Вспомнился «Голос из хора», где А.Д.Синявский с (не знаю, как сказать, пусть будет, по крайней мере…) с уважением, рассказывает про вора, которого суки загнали раскалёнными ломами в угол(?), и он перед неизбежной смертью кричит: «Передайте людям, что я умираю вором»! Если бы кто крикнул перед смертью: «Умираю коммунистом»! – то не вызвал бы уважения, ясно, что если это искренне (а почему – нет?), значит глупый фанатик, не ценящий ни свою, ни чужую жизнь. При всей моей ненависти (сейчас, скорее, презрении) к коммунистам, мне ещё больше не нравится нетерпимость, хуже коммунистической.
Прочитал в чьей-то гневной статье, что коммунизм гораздо хуже нацизма, мне это не понравилось: коммунизм я уже не любил, но не до такой же степени. Стал выяснять у Надежды Марковны, и она твёрдо ответила, что нет, проводить полную аналогию нельзя, если сравнивать даже лагеря, то у нацистов были лагеря уничтожения, а у нас прямого целенаправленного уничтожения всё-таки не было, параллель с нацистскими явно избыточна. Не думаю, что такое «заступничество» было обусловлено «пережитками революционной юности», у меня так и до сих пор сравнение коммунизма с нацизмом, в плане отсутствия по большому счёту расхождений между ними, вызывает протест. Просто обидно, что значительная часть жизни прожита в «преступном» обществе и ты не всегда понимал изнутри сущности происходящего, а жил себе, да жил, и участвовал во всём этом так или иначе.

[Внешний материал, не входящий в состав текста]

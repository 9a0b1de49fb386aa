//! Health reporting for the gateway process.
//!
//! The gateway stays up through event-bus outages (local delivery keeps
//! working), so bus trouble degrades the health report instead of
//! failing it.

use serde::Serialize;

#[derive(Debug, Serialize)]
pub struct HealthSnapshot {
    pub status: &'static str,
    pub event_bus: &'static str,
    pub active_connections: usize,
}

impl HealthSnapshot {
    pub fn new(bus_healthy: bool, active_connections: usize) -> Self {
        Self {
            status: if bus_healthy { "healthy" } else { "degraded" },
            event_bus: if bus_healthy { "connected" } else { "disconnected" },
            active_connections,
        }
    }
}

#[cfg(test)]
mod tests {
    use super::*;

    #[test]
    fn bus_outage_degrades_but_does_not_fail() {
        let snapshot = HealthSnapshot::new(false, 3);
        assert_eq!(snapshot.status, "degraded");
        assert_eq!(snapshot.event_bus, "disconnected");
        assert_eq!(snapshot.active_connections, 3);
    }

    #[test]
    fn healthy_when_bus_is_connected() {
        let snapshot = HealthSnapshot::new(true, 0);
        assert_eq!(snapshot.status, "healthy");
    }
}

В связи с этим несколько слов о неоднократно упоминаемой в воспоминаниях Надежды Марковны Джеке.
Джека (Евгения Константиновна Суходольская) – старинная подруга Надежды Марковны, на неё было оставлено право распоряжения после ареста старших Улановских. Жила на Бауманской, в большой коммунальной квартире. Длинная узкая комната: «Она очень хорошая, в войну здесь тепло было. Это здание строилось как текстильная фабрика, в междуэтажных перекрытиях проложен войлок, поэтому звукоизоляция исключительная». Джека всегда читала английские детективы. В подлиннике, конечно. Проводил её домой: «Посмотрите, может для вас будет что-нибудь интересное». Я выбрал несколько номеров «Индекса», журнала Эмнести интернешнл, да какой-то самиздат.

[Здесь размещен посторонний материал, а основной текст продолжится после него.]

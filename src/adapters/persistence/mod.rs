mod in_memory;
mod postgres;

pub use in_memory::InMemoryWorkforceStore;
pub use postgres::PostgresWorkforceStore;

Были там листочки с кратким изложением российской истории, Норберта Шиманского. До сих пор помню возникшее чувство обиды и глубокого протеста против подхода, подборки фактов, отсутствия проблеска чего-либо хорошего за целые столетия. Для меня это было личным оскорблением: ты сам, твоя семья, все твои друзья и их предки живут на помойке, пригрелись, принюхались, ничего не хотят и не добиваются. Дело даже не в отдельных фактах, которые могут быть правдивыми, о которых в других местах сказано, может, и более зло, дело в тенденциозности, направленности, безысходности, если хотите. Такой подход меня не устраивал тогда, да и сейчас в значительной степени.

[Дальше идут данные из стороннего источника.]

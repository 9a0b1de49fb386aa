//! Postgres persistence adapter for chat content and meeting membership.
//!
//! Thin by intent: the gateway owns delivery, not the data model, so
//! every method is a single statement against tables owned by the
//! platform's persistence service.

use async_trait::async_trait;
use chrono::{DateTime, Utc};
use serde_json::Value;
use sqlx::{PgPool, Row};

use crate::domain::{ChannelId, MeetingId, MessageId, ReactionPayload, UserId};
use crate::ports::{
    ChatStore, MeetingStore, ParticipantChange, SavedMessage, StoreError,
};

pub struct PostgresWorkforceStore {
    pool: PgPool,
}

impl PostgresWorkforceStore {
    pub fn new(pool: PgPool) -> Self {
        Self { pool }
    }
}

fn unavailable(e: sqlx::Error) -> StoreError {
    StoreError::Unavailable(e.to_string())
}

#[async_trait]
impl ChatStore for PostgresWorkforceStore {
    async fn save_message(
        &self,
        channel_id: ChannelId,
        sender_id: UserId,
        body: Value,
    ) -> Result<SavedMessage, StoreError> {
        let row = sqlx::query(
            r#"
            INSERT INTO chat_messages (channel_id, sender_id, body)
            VALUES ($1, $2, $3)
            RETURNING id, created_at
            "#,
        )
        .bind(channel_id.as_i64())
        .bind(sender_id.as_i64())
        .bind(&body)
        .fetch_one(&self.pool)
        .await
        .map_err(unavailable)?;

        let id: i64 = row.get("id");
        let created_at: DateTime<Utc> = row.get("created_at");
        Ok(SavedMessage {
            id: MessageId::new(id),
            channel_id,
            sender_id,
            body,
            created_at,
        })
    }

    async fn mark_read(&self, channel_id: ChannelId, user_id: UserId) -> Result<(), StoreError> {
        sqlx::query(
            r#"
            INSERT INTO channel_reads (channel_id, user_id, last_read_at)
            VALUES ($1, $2, now())
            ON CONFLICT (channel_id, user_id)
            DO UPDATE SET last_read_at = now()
            "#,
        )
        .bind(channel_id.as_i64())
        .bind(user_id.as_i64())
        .execute(&self.pool)
        .await
        .map_err(unavailable)?;
        Ok(())
    }

    async fn add_reaction(
        &self,
        user_id: UserId,
        reaction: &ReactionPayload,
    ) -> Result<(), StoreError> {
        // Primary key (message_id, user_id, emoji) makes replays a no-op.
        sqlx::query(
            r#"
            INSERT INTO message_reactions (message_id, user_id, emoji)
            VALUES ($1, $2, $3)
            ON CONFLICT DO NOTHING
            "#,
        )
        .bind(reaction.message_id)
        .bind(user_id.as_i64())
        .bind(&reaction.emoji)
        .execute(&self.pool)
        .await
        .map_err(unavailable)?;
        Ok(())
    }

    async fn remove_reaction(
        &self,
        user_id: UserId,
        reaction: &ReactionPayload,
    ) -> Result<(), StoreError> {
        sqlx::query(
            r#"
            DELETE FROM message_reactions
            WHERE message_id = $1 AND user_id = $2 AND emoji = $3
            "#,
        )
        .bind(reaction.message_id)
        .bind(user_id.as_i64())
        .bind(&reaction.emoji)
        .execute(&self.pool)
        .await
        .map_err(unavailable)?;
        Ok(())
    }
}

#[async_trait]
impl MeetingStore for PostgresWorkforceStore {
    async fn update_participant(
        &self,
        meeting_id: MeetingId,
        user_id: UserId,
        change: ParticipantChange,
    ) -> Result<(), StoreError> {
        let query = match change {
            ParticipantChange::Joined => {
                r#"
                INSERT INTO meeting_participants (meeting_id, user_id, joined_at, left_at)
                VALUES ($1, $2, now(), NULL)
                ON CONFLICT (meeting_id, user_id)
                DO UPDATE SET joined_at = now(), left_at = NULL
                "#
            }
            ParticipantChange::Left => {
                r#"
                UPDATE meeting_participants
                SET left_at = now()
                WHERE meeting_id = $1 AND user_id = $2
                "#
            }
        };

        sqlx::query(query)
            .bind(meeting_id.as_i64())
            .bind(user_id.as_i64())
            .execute(&self.pool)
            .await
            .map_err(unavailable)?;
        Ok(())
    }
}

Вполне понимаю, что предыдущий абзац может быть изложен людьми совершенно других убеждений, нежели мои, с которыми я в другом никогда не соглашусь, из-за которых, по моим понятиям, мы и находимся там, где находимся, но через себя не переступишь…
Сидела Надежда Марковна на Воркуте, а через хребет да ещё километров пятьсот – места, где я работал, знакомые условия, так что мне в этом смысле не нужно было ничего разъяснять.
Потом её перевели на новую зону, уже в Потьму, Дубровлаг, Мордовия. По прибытии народ сразу обступает, расспросы, кто откуда, кто с кем сидел, какие знаменитости здесь пребывают. «Вы знаете, у нас здесь сидит жена Степана Разина»! «Как Степана Разина, ведь его уже нету давным-давно». «А вот жена здесь»! Оказалось, что здесь жена Нестора Махно, Галина Кузьменко. Какая разница, два века туда, два века сюда.
Здесь же находилась и Галина Серебрякова. Надежда Марковна рассказывала про дочерей её: одну от Серебрякова, другую от Сокольникова, и одну лагерную, от охранника; а про неё саму – очень неодобрительно, помню в своём описании добавила: «Она была, что называется, sex appeal», – я даже переспрашивать не стал, хоть и слышал в первый раз такое определение. У нас попроще говорили.
– На зоне сразу становилось известно, кто да что. Одна бандеровка мне говорит: «Ну, по-английски хорошо говорить, а вы ломиком попробуйте постучать». Мне немало пришлось постучать, причём, если был наряд на чистку уборных, то я всегда вызывалась: лучше на себя работать, чем на хозяина. Через какое-то время я этой своей бандеровке говорю: «Ну, ломиком я уже неплохо стучу, а вот вы по-английски по-прежнему не можете». Впрочем, и здесь были люди, которые неплохо говорили по-английски. Через какое-то время после прибытия: пойдёмте, вас тут зовут. Подхожу, на нарах сидит такая…, типичная «красючка» по-местному. Я вся сжалась внутри. Она мне: «Кофе хотите»? – по-английски, – «Хочу». Это была Ляля.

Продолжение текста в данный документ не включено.